Başını hafifçe kaldırarak, büyük bir başarıyı övüyormuş gibi bir tonla konuştu: "Herkesin iyi beslenmesini sağlamak... Bu gerçekten olağanüstü bir başarı, Ravenna."
Ansel, geçip giden birini işaret ederek, "Onun gibi birinin bu kadar gülümsemesine neden olan şeyin ne olduğunu biliyor musun?" diye sordu.
İşaret ettiği adam, üç torba mal taşıyarak yol kenarında zorlukla ilerliyordu, açıkça en alt tabakadan bir işçiydi.

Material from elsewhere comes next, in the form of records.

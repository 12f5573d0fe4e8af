/// Frame loop.
pub mod frame;
/// JSON settings.
pub mod settings;
use std::path::{Path, PathBuf};

use anyhow::Context as _;
use clap::{Args, Parser, Subcommand};
use puffs::{EventBus, FrameDriver, InputEvent, Settings, Slot, Subscription, TextureCatalog};
use resvg::tiny_skia::Pixmap;

#[derive(Parser, Debug)]
#[command(name = "puffs", version)]
struct Cli {
    /// Log debug events to stderr.
    #[arg(long, short, global = true)]
    verbose: bool,

    #[command(subcommand)]
    cmd: Command,
}

#[derive(Subcommand, Debug)]
enum Command {
    /// Run a scripted session and write the final frame as a PNG.
    Frame(FrameArgs),
    /// Run a scripted session and write every k-th frame as a PNG.
    Sheet(SheetArgs),
}

#[derive(Args, Debug)]
struct Session {
    /// Asset directory containing `manifest.json`.
    #[arg(long, default_value = "assets")]
    assets: PathBuf,

    /// Settings JSON (defaults when omitted).
    #[arg(long)]
    settings: Option<PathBuf>,

    /// Number of ticks to simulate.
    #[arg(long, default_value_t = 60)]
    ticks: u64,

    /// Seconds per tick.
    #[arg(long, default_value_t = 1.0 / 60.0)]
    dt: f64,

    /// Key codes held from the first tick (e.g. `ArrowRight`, `KeyW`).
    #[arg(long = "hold")]
    hold: Vec<String>,

    /// Tick at which every held key is released.
    #[arg(long)]
    release_at: Option<u64>,

    /// Ticks at which a primary click happens.
    #[arg(long = "click-at")]
    click_at: Vec<u64>,

    /// Pointer position in viewport pixels, as `x,y`.
    #[arg(long, value_parser = parse_xy)]
    pointer: Option<(f64, f64)>,

    /// Headwear asset key.
    #[arg(long)]
    headwear: Option<String>,

    /// Weapon asset key.
    #[arg(long)]
    weapon: Option<String>,

    /// Body color, `#RRGGBB[AA]`.
    #[arg(long)]
    body_color: Option<String>,

    /// Outline color, `#RRGGBB[AA]`.
    #[arg(long)]
    outline_color: Option<String>,

    /// Outline thickness.
    #[arg(long)]
    outline_thickness: Option<f64>,

    /// Display name.
    #[arg(long)]
    name: Option<String>,

    /// Pick random equipment and body color before the first tick.
    #[arg(long)]
    randomize: bool,
}

#[derive(Args, Debug)]
struct FrameArgs {
    #[command(flatten)]
    session: Session,

    /// Output PNG path.
    #[arg(long)]
    out: PathBuf,
}

#[derive(Args, Debug)]
struct SheetArgs {
    #[command(flatten)]
    session: Session,

    /// Write every k-th tick.
    #[arg(long, default_value_t = 10)]
    every: u64,

    /// Output directory; frames are written as `frame_00000.png`, ...
    #[arg(long)]
    out_dir: PathBuf,
}

fn parse_xy(s: &str) -> Result<(f64, f64), String> {
    let (x, y) = s
        .split_once(',')
        .ok_or_else(|| format!("expected `x,y`, got '{s}'"))?;
    let x = x.trim().parse::<f64>().map_err(|e| e.to_string())?;
    let y = y.trim().parse::<f64>().map_err(|e| e.to_string())?;
    Ok((x, y))
}

fn main() -> anyhow::Result<()> {
    let cli = Cli::parse();
    tracing_subscriber::fmt()
        .with_max_level(if cli.verbose {
            tracing::Level::DEBUG
        } else {
            tracing::Level::WARN
        })
        .with_writer(std::io::stderr)
        .init();

    match cli.cmd {
        Command::Frame(args) => cmd_frame(args),
        Command::Sheet(args) => cmd_sheet(args),
    }
}

fn cmd_frame(args: FrameArgs) -> anyhow::Result<()> {
    let mut harness = start(&args.session)?;
    run(&mut harness, &args.session, |_, _| Ok(()))?;

    if let Some(parent) = args.out.parent() {
        std::fs::create_dir_all(parent)
            .with_context(|| format!("create output dir '{}'", parent.display()))?;
    }
    write_png(harness.driver.frame(), &args.out)?;
    eprintln!("wrote {}", args.out.display());
    Ok(())
}

fn cmd_sheet(args: SheetArgs) -> anyhow::Result<()> {
    if args.every == 0 {
        anyhow::bail!("--every must be >= 1");
    }
    std::fs::create_dir_all(&args.out_dir)
        .with_context(|| format!("create output dir '{}'", args.out_dir.display()))?;

    let mut harness = start(&args.session)?;
    let mut written = 0u64;
    run(&mut harness, &args.session, |tick, frame| {
        if tick % args.every == 0 {
            let path = args.out_dir.join(format!("frame_{tick:05}.png"));
            write_png(frame, &path)?;
            written += 1;
        }
        Ok(())
    })?;
    eprintln!("wrote {written} frames to {}", args.out_dir.display());
    Ok(())
}

/// A driver fed through its own input bus, the way a UI shell would feed it.
struct Harness {
    driver: FrameDriver,
    bus: EventBus,
    inbox: Subscription,
}

impl Harness {
    fn deliver(&mut self) -> anyhow::Result<()> {
        for event in self.inbox.drain() {
            self.driver
                .handle_event(event.clone())
                .with_context(|| format!("apply {event:?}"))?;
        }
        Ok(())
    }
}

fn start(session: &Session) -> anyhow::Result<Harness> {
    let settings = match &session.settings {
        Some(path) => Settings::from_path(path)?,
        None => Settings::default(),
    };
    let catalog = TextureCatalog::load_dir(&session.assets)
        .with_context(|| format!("load assets from '{}'", session.assets.display()))?;
    let mut driver = FrameDriver::new(settings, catalog)?;

    // Let every asset reach its first bitmap before the first frame.
    driver.catalog_mut().pump_until_idle();

    let bus = EventBus::new();
    let inbox = bus.subscribe();
    let mut events = Vec::new();
    if session.randomize {
        events.push(InputEvent::Randomize);
    }
    if let Some(key) = &session.headwear {
        events.push(InputEvent::Equip {
            slot: Slot::Headwear,
            key: Some(key.clone()),
        });
    }
    if let Some(key) = &session.weapon {
        events.push(InputEvent::Equip {
            slot: Slot::Weapon,
            key: Some(key.clone()),
        });
    }
    if let Some(hex) = &session.body_color {
        events.push(InputEvent::BodyColor(hex.clone()));
    }
    if let Some(hex) = &session.outline_color {
        events.push(InputEvent::OutlineColor(hex.clone()));
    }
    if let Some(t) = session.outline_thickness {
        events.push(InputEvent::OutlineThickness(t));
    }
    if let Some(name) = &session.name {
        events.push(InputEvent::Name(name.clone()));
    }
    if let Some((x, y)) = session.pointer {
        events.push(InputEvent::PointerMove(puffs::Vec2::new(x, y)));
    }
    for code in &session.hold {
        events.push(InputEvent::KeyDown {
            code: code.clone(),
            repeat: false,
        });
    }
    for event in events {
        bus.publish(event);
    }
    let mut harness = Harness { driver, bus, inbox };
    harness.deliver()?;
    Ok(harness)
}

fn run<F>(harness: &mut Harness, session: &Session, mut on_frame: F) -> anyhow::Result<()>
where
    F: FnMut(u64, &Pixmap) -> anyhow::Result<()>,
{
    for tick in 0..session.ticks {
        if session.release_at == Some(tick) {
            harness.bus.publish(InputEvent::Blur);
        }
        if session.click_at.contains(&tick) {
            harness.bus.publish(InputEvent::Click);
        }
        harness.deliver()?;
        harness.driver.step(session.dt);
        on_frame(tick, harness.driver.frame())?;
    }

    let stats = harness.driver.stats();
    tracing::debug!(?stats, "session finished");
    if stats.frames_skipped > 0 {
        eprintln!("warning: {} frames skipped", stats.frames_skipped);
    }
    Ok(())
}

fn write_png(pixmap: &Pixmap, path: &Path) -> anyhow::Result<()> {
    let mut data = Vec::with_capacity(pixmap.data().len());
    for px in pixmap.pixels() {
        let c = px.demultiply();
        data.extend_from_slice(&[c.red(), c.green(), c.blue(), c.alpha()]);
    }
    image::save_buffer_with_format(
        path,
        &data,
        pixmap.width(),
        pixmap.height(),
        image::ColorType::Rgba8,
        image::ImageFormat::Png,
    )
    .with_context(|| format!("write png '{}'", path.display()))
}
use std::f64::consts::TAU;

use resvg::tiny_skia::{BlendMode, Pixmap};

use crate::foundation::core::{Rgba8, Vec2};
use crate::foundation::error::{PuffsError, PuffsResult};
use crate::render::canvas::Canvas2D;

/// Thinnest stroke that is still drawn; anything below returns the bare shape.
pub const MIN_VISIBLE_THICKNESS: f64 = 0.1;

/// Arc length, in pixels, covered by one stamp on the dilation ring.
pub const SAMPLE_SPACING: f64 = 10.0;

/// Thickest outline accepted from settings, in logical units.
pub const MAX_THICKNESS: f64 = 100.0;

/// Thickest ring the outliner will stamp, in pixels.
pub const MAX_RING_PX: f64 = 1024.0;

const MIN_SAMPLES: usize = 8;

/// Global outline appearance, passed explicitly to every outline run.
#[derive(Clone, Copy, Debug, PartialEq, serde::Serialize, serde::Deserialize)]
#[serde(default)]
pub struct OutlineSettings {
    /// Stroke color.
    pub color: Rgba8,
    /// Stroke width in output pixels.
    pub thickness: f64,
}

impl Default for OutlineSettings {
    fn default() -> Self {
        Self {
            color: Rgba8::WHITE,
            thickness: 3.0,
        }
    }
}

impl OutlineSettings {
    /// Whether a ring is drawn at all.
    pub fn is_visible(&self) -> bool {
        self.thickness >= MIN_VISIBLE_THICKNESS
    }

    /// Reject a thickness that is negative, non-finite or above [`MAX_THICKNESS`].
    pub fn validate(&self) -> PuffsResult<()> {
        if !(self.thickness.is_finite() && (0.0..=MAX_THICKNESS).contains(&self.thickness)) {
            return Err(PuffsError::validation(format!(
                "outline thickness must be in [0, {MAX_THICKNESS}], got {}",
                self.thickness
            )));
        }
        Ok(())
    }

    /// Pixels of padding on each side needed to hold the ring.
    pub fn ring_padding(&self) -> PuffsResult<u32> {
        if !self.is_visible() {
            return Ok(0);
        }
        if !(self.thickness.is_finite() && self.thickness <= MAX_RING_PX) {
            return Err(PuffsError::render(format!(
                "outline ring of {} px exceeds {MAX_RING_PX} px",
                self.thickness
            )));
        }
        Ok(self.thickness.ceil() as u32)
    }

    /// Same color, thickness multiplied by `factor`.
    pub fn scaled(self, factor: f64) -> Self {
        Self {
            thickness: self.thickness * factor,
            ..self
        }
    }
}

/// Number of ring stamps for `thickness`: grows with the circumference, never below 8.
pub fn sample_count(thickness: f64) -> usize {
    if !thickness.is_finite() || thickness <= 0.0 {
        return MIN_SAMPLES;
    }
    let n = (TAU * thickness / SAMPLE_SPACING).ceil();
    MIN_SAMPLES.max(n as usize)
}

/// Evenly spaced offsets of length `thickness`.
pub fn ring_offsets(thickness: f64) -> Vec<Vec2> {
    let n = sample_count(thickness);
    (0..n)
        .map(|i| Vec2::from_angle(TAU * i as f64 / n as f64) * thickness)
        .collect()
}

/// Silhouette stroker with reusable scratch buffers.
///
/// The returned pixmap borrows the scratch surface: copy or draw it before calling
/// [`Outliner::process`] again.
#[derive(Debug, Default)]
pub struct Outliner {
    surface: Option<Canvas2D>,
    base: Option<Pixmap>,
}

impl Outliner {
    /// Empty outliner; buffers are allocated on first use.
    pub fn new() -> Self {
        Self::default()
    }

    /// Draw a shape centered at the local origin and stroke its silhouette.
    ///
    /// `draw` runs once with the surface origin at the center of a `width x height` surface.
    pub fn process<F>(
        &mut self,
        width: u32,
        height: u32,
        settings: &OutlineSettings,
        draw: F,
    ) -> PuffsResult<&Pixmap>
    where
        F: FnOnce(&mut Canvas2D),
    {
        settings.ring_padding()?;
        let reuse = matches!(
            &self.surface,
            Some(s) if s.width() == width && s.height() == height
        );
        if !reuse {
            self.surface = Some(Canvas2D::new(width, height)?);
            self.base = None;
        }
        let surface = self
            .surface
            .as_mut()
            .ok_or_else(|| PuffsError::render("outline surface missing"))?;

        surface.clear();
        surface.translate(Vec2::new(f64::from(width) / 2.0, f64::from(height) / 2.0));
        draw(surface);
        surface.reset_transform();

        if !settings.is_visible() {
            return Ok(surface.pixmap());
        }

        let base: &Pixmap = match &mut self.base {
            Some(b) => {
                b.data_mut().copy_from_slice(surface.pixmap().data());
                b
            }
            slot => slot.insert(surface.pixmap().clone()),
        };

        for offset in ring_offsets(settings.thickness) {
            surface.composite(base, offset, BlendMode::DestinationOver);
        }
        surface.fill_blended(settings.color, BlendMode::SourceIn);
        surface.composite(base, Vec2::ZERO, BlendMode::SourceOver);

        Ok(surface.pixmap())
    }
}

#[cfg(test)]
#[path = "../../tests/unit/render/outline.rs"]
mod tests;
/// Eye blink scheduling.
pub mod blink;
/// Character state machine.
pub mod character;
/// Composed character draw.
pub mod draw;
/// Weapon swing and jab behaviors.
pub mod weapon;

Bu tür insanların yüzlerinde, yorgunluktan kaynaklanan acı ifadeleri dışında, sadece yorgunluğun uyuşukluğu görünüyordu.
Yine de, nedense yüzü çok saf bir gülümsemeyle doluydu.

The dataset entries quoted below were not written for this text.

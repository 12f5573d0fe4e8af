use std::sync::Arc;

use anyhow::Context;
use resvg::tiny_skia::{IntSize, Pixmap};

use crate::assets::manifest::SourceKind;
use crate::foundation::core::Rgba8;
use crate::foundation::error::{PuffsError, PuffsResult};
use crate::foundation::math::mul_div255_u8;

/// Element id whose fill follows the body recolor.
pub const COLORABLE_ID: &str = "colorable";

// Larger rasters indicate a broken source rather than a real sprite.
const MAX_DIM: u32 = 8_192;

/// Parse SVG bytes, optionally injecting a CSS style sheet.
pub fn parse_svg(bytes: &[u8], style_sheet: Option<&str>) -> PuffsResult<usvg::Tree> {
    parse_svg_with(bytes, style_sheet, None)
}

/// Parse SVG bytes with an explicit font database for `<text>` nodes.
pub fn parse_svg_with(
    bytes: &[u8],
    style_sheet: Option<&str>,
    fontdb: Option<Arc<usvg::fontdb::Database>>,
) -> PuffsResult<usvg::Tree> {
    let mut opts = usvg::Options {
        style_sheet: style_sheet.map(str::to_owned),
        ..Default::default()
    };
    if let Some(db) = fontdb {
        opts.fontdb = db;
    }
    let tree = usvg::Tree::from_data(bytes, &opts).context("parse svg tree")?;
    Ok(tree)
}

/// Style sheet overriding the fill of the `#colorable` element.
pub fn recolor_style_sheet(color: Rgba8) -> String {
    format!(
        "#{COLORABLE_ID} {{ fill: #{:02x}{:02x}{:02x}; fill-opacity: {:.4}; }}",
        color.r,
        color.g,
        color.b,
        f64::from(color.a) / 255.0
    )
}

/// Decode encoded image bytes into a premultiplied pixmap.
pub fn decode_bitmap(bytes: &[u8]) -> PuffsResult<Pixmap> {
    let dyn_img = image::load_from_memory(bytes).context("decode image from memory")?;
    let rgba = dyn_img.to_rgba8();
    let (width, height) = rgba.dimensions();
    check_dims(width, height)?;

    let mut data = rgba.into_raw();
    premultiply_rgba8_in_place(&mut data);
    pixmap_from_premul(data, width, height)
}

/// Wrap premultiplied RGBA8 bytes in a pixmap.
pub fn pixmap_from_premul(data: Vec<u8>, width: u32, height: u32) -> PuffsResult<Pixmap> {
    let size = IntSize::from_wh(width, height)
        .ok_or_else(|| PuffsError::render(format!("invalid pixmap size {width}x{height}")))?;
    Pixmap::from_vec(data, size)
        .ok_or_else(|| PuffsError::render("pixel buffer does not match pixmap size"))
}

/// Pixel size for a logical size at the given oversampling.
pub fn raster_size(width: f64, height: f64, resolution: f64) -> PuffsResult<(u32, u32)> {
    fn to_px(v: f64) -> PuffsResult<u32> {
        if !v.is_finite() || v <= 0.0 {
            return Err(PuffsError::render("raster has invalid width/height"));
        }
        Ok((v.ceil() as u32).max(1))
    }

    let w = to_px(width * resolution)?;
    let h = to_px(height * resolution)?;
    check_dims(w, h)?;
    Ok((w, h))
}

/// Render an SVG tree scaled to fill `width x height` pixels.
pub fn rasterize_svg(tree: &usvg::Tree, width: u32, height: u32) -> PuffsResult<Pixmap> {
    let mut pixmap = Pixmap::new(width, height)
        .ok_or_else(|| PuffsError::render("failed to allocate svg pixmap"))?;

    let sx = (width as f32) / tree.size().width();
    let sy = (height as f32) / tree.size().height();
    let xform = resvg::tiny_skia::Transform::from_scale(sx, sy);

    resvg::render(tree, xform, &mut pixmap.as_mut());
    Ok(pixmap)
}

/// Map an upload's MIME type to a source kind.
pub fn source_kind_for_mime(mime: &str) -> PuffsResult<SourceKind> {
    let mime = mime.trim().to_ascii_lowercase();
    if mime == "image/svg+xml" {
        return Ok(SourceKind::Vector);
    }
    if mime.starts_with("image/") {
        return Ok(SourceKind::Bitmap);
    }
    Err(PuffsError::invalid_upload(format!(
        "unsupported file type '{mime}', expected an image"
    )))
}

fn check_dims(w: u32, h: u32) -> PuffsResult<()> {
    if w == 0 || h == 0 || w > MAX_DIM || h > MAX_DIM {
        return Err(PuffsError::render(format!(
            "raster size out of range: {w}x{h} (max {MAX_DIM}x{MAX_DIM})"
        )));
    }
    Ok(())
}

fn premultiply_rgba8_in_place(rgba: &mut [u8]) {
    for px in rgba.chunks_exact_mut(4) {
        let a = u16::from(px[3]);
        if a == 0 {
            px[0] = 0;
            px[1] = 0;
            px[2] = 0;
            continue;
        }
        px[0] = mul_div255_u8(u16::from(px[0]), a);
        px[1] = mul_div255_u8(u16::from(px[1]), a);
        px[2] = mul_div255_u8(u16::from(px[2]), a);
    }
}

#[cfg(test)]
#[path = "../../tests/unit/assets/decode.rs"]
mod tests;
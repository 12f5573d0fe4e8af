/// Procedural grid background and vignette.
pub mod background;
/// Gaussian blur.
pub mod blur;
/// 2D drawing surface.
pub mod canvas;
/// Name label text.
pub mod label;
/// Silhouette outline generator.
pub mod outline;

Ravenna işçiyi bir süre izledikten sonra sessizce cevap verdi, "Umut... kalplerinde mi?"
"Umut mu? Hayır, hayır, hayır, sevgili Helen, ulaşılamaz umut onlar için acımasız bir lanet, sessiz bir küçümseme, keskin bir hicivdir. Soyut bir umutta mutluluk bulamazlar, aksine onu ve onlara umut verdiğini sanan kibirli insanları derinden hor görürler," dedi Ansel derin bir inançla. "Onların böyle gülümsemesinin sebebi umut değil, ellerinde tutabilecekleri somut bir şey."
Genç asilzade karnını işaret etti, "Örneğin, artık boş ve aç olmayan bir mide."
İşçinin uzaklaşan siluetini izledi, gözleri yavaş yavaş farklı bir renk aldı.
Bu sempati ya da küçümseme değildi, ama tarif edilemez bir şeydi.
Ancak bu ifade çok kısa sürdü, belki de Ansel'in kendisi bile fark etmedi.
"Onlar için bu, senin bahsettiğin 'umut'tan bin kat, yüz kat daha güçlü."
"Ama sadece beslenmek..." Ravenna hafifçe kaşlarını çattı, "kesinlikle yeterli değil."
Ansel adımlarını durdurdu, dudaklarını hafifçe yukarı kıvırarak Ravenna'ya baktı:
"Haklısın, bu yeterli değil; onlara daha iyi bir şey sağlamalıyız... Bu konuda bir fikrin var mı?"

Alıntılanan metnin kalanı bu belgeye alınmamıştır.